Please output exactly the lines of the material from the first through the line containing "use crate::session::SessionStore;", and nothing more.

= = =

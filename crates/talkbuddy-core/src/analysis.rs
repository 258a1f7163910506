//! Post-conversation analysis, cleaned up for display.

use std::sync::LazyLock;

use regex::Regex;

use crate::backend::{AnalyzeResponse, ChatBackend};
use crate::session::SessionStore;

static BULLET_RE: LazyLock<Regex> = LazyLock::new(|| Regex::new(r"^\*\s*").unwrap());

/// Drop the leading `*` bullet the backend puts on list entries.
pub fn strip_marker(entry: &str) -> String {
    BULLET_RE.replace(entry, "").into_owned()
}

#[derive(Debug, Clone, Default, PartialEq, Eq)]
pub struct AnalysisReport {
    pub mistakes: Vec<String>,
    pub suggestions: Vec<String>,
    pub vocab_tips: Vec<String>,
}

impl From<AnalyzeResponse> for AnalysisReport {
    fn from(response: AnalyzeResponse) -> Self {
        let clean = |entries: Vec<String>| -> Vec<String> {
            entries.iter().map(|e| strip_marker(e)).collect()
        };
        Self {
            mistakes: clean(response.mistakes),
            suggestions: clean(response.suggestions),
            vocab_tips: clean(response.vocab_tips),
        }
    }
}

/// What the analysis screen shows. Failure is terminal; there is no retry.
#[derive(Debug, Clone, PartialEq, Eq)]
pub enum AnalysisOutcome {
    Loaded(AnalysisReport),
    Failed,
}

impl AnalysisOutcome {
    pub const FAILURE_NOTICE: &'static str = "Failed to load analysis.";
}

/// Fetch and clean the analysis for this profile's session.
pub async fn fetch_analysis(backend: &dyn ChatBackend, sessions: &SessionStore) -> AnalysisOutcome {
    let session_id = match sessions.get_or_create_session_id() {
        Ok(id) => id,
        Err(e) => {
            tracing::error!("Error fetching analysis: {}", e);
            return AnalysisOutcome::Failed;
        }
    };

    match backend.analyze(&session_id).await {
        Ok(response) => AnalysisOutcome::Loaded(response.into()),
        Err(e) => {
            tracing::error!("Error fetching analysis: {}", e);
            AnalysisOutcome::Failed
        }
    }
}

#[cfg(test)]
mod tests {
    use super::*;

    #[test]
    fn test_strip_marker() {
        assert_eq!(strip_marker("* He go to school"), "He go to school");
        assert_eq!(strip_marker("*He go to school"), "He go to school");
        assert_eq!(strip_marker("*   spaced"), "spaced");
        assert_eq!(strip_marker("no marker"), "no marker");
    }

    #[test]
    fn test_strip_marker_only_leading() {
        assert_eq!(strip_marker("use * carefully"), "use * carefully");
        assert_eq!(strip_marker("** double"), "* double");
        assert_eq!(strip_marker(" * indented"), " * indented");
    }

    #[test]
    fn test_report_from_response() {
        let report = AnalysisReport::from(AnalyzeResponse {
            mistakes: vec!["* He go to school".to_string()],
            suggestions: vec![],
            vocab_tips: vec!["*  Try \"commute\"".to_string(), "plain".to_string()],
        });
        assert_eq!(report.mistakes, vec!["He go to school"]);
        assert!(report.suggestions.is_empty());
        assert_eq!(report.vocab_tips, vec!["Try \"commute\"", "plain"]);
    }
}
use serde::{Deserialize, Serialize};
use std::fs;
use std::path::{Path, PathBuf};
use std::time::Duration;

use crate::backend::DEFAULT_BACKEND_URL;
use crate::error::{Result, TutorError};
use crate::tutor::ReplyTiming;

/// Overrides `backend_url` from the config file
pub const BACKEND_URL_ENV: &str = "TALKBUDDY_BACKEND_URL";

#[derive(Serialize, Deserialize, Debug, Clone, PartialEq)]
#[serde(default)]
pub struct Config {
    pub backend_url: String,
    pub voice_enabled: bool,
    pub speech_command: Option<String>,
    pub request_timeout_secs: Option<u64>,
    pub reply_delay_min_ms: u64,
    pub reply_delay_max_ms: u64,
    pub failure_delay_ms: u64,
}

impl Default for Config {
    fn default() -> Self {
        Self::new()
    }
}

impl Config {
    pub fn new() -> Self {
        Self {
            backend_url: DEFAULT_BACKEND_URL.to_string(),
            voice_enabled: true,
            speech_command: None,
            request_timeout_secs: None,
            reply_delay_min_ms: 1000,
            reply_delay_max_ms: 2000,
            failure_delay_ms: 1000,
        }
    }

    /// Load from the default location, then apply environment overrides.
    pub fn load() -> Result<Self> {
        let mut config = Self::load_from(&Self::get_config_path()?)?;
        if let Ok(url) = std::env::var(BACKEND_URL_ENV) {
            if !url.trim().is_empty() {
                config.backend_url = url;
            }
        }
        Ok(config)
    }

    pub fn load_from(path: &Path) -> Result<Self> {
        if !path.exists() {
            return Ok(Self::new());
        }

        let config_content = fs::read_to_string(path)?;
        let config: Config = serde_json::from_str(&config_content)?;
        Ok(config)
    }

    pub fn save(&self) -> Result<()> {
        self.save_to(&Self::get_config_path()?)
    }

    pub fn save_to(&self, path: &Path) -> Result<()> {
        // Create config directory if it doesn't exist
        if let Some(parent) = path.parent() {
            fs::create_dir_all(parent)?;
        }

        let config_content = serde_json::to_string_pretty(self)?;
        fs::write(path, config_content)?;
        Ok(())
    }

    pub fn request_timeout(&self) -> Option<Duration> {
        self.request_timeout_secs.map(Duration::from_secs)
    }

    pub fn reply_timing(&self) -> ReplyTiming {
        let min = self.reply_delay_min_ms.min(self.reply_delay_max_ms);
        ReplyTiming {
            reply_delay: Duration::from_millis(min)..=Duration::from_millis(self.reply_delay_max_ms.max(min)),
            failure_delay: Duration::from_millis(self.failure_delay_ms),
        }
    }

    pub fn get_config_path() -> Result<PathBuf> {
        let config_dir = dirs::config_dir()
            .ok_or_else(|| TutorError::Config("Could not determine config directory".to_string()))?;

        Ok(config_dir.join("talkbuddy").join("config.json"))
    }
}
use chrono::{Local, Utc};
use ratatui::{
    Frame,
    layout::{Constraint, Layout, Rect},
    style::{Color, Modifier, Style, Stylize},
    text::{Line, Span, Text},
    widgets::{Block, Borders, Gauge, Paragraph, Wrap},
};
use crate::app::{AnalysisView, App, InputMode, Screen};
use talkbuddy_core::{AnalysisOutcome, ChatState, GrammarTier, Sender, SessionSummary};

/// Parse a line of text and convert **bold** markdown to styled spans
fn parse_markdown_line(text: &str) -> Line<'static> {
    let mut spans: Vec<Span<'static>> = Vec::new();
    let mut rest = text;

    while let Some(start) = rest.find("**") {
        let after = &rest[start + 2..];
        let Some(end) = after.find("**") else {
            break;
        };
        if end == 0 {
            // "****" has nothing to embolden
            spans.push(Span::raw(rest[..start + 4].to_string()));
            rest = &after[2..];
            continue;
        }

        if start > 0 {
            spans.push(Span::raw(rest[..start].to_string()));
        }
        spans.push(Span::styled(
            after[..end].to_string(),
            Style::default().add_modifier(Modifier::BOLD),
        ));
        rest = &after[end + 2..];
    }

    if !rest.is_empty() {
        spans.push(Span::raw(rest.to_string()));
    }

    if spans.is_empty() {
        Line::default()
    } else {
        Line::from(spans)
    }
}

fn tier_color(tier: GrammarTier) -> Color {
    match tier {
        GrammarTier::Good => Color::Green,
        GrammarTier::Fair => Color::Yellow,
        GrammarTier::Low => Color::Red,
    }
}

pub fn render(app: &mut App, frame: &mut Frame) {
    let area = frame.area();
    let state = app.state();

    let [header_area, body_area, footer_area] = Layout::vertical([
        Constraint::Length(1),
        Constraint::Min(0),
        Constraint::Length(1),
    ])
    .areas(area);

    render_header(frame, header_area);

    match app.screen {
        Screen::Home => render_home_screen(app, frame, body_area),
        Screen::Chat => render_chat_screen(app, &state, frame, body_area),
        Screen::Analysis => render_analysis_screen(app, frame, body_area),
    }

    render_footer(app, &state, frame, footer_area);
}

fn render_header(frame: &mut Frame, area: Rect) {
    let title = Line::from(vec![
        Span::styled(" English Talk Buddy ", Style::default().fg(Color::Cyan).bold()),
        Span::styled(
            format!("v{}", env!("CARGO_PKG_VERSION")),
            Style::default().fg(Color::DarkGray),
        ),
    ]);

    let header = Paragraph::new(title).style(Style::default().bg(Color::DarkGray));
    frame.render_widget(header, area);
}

= = =

Output of the exercise.
filename crates/talkbuddy-core/src/analysis.rs
repository 258a1f7163910506
//! Post-conversation analysis, cleaned up for display.

use std::sync::LazyLock;

use regex::Regex;

use crate::backend::{AnalyzeResponse, ChatBackend};
use crate::session::SessionStore;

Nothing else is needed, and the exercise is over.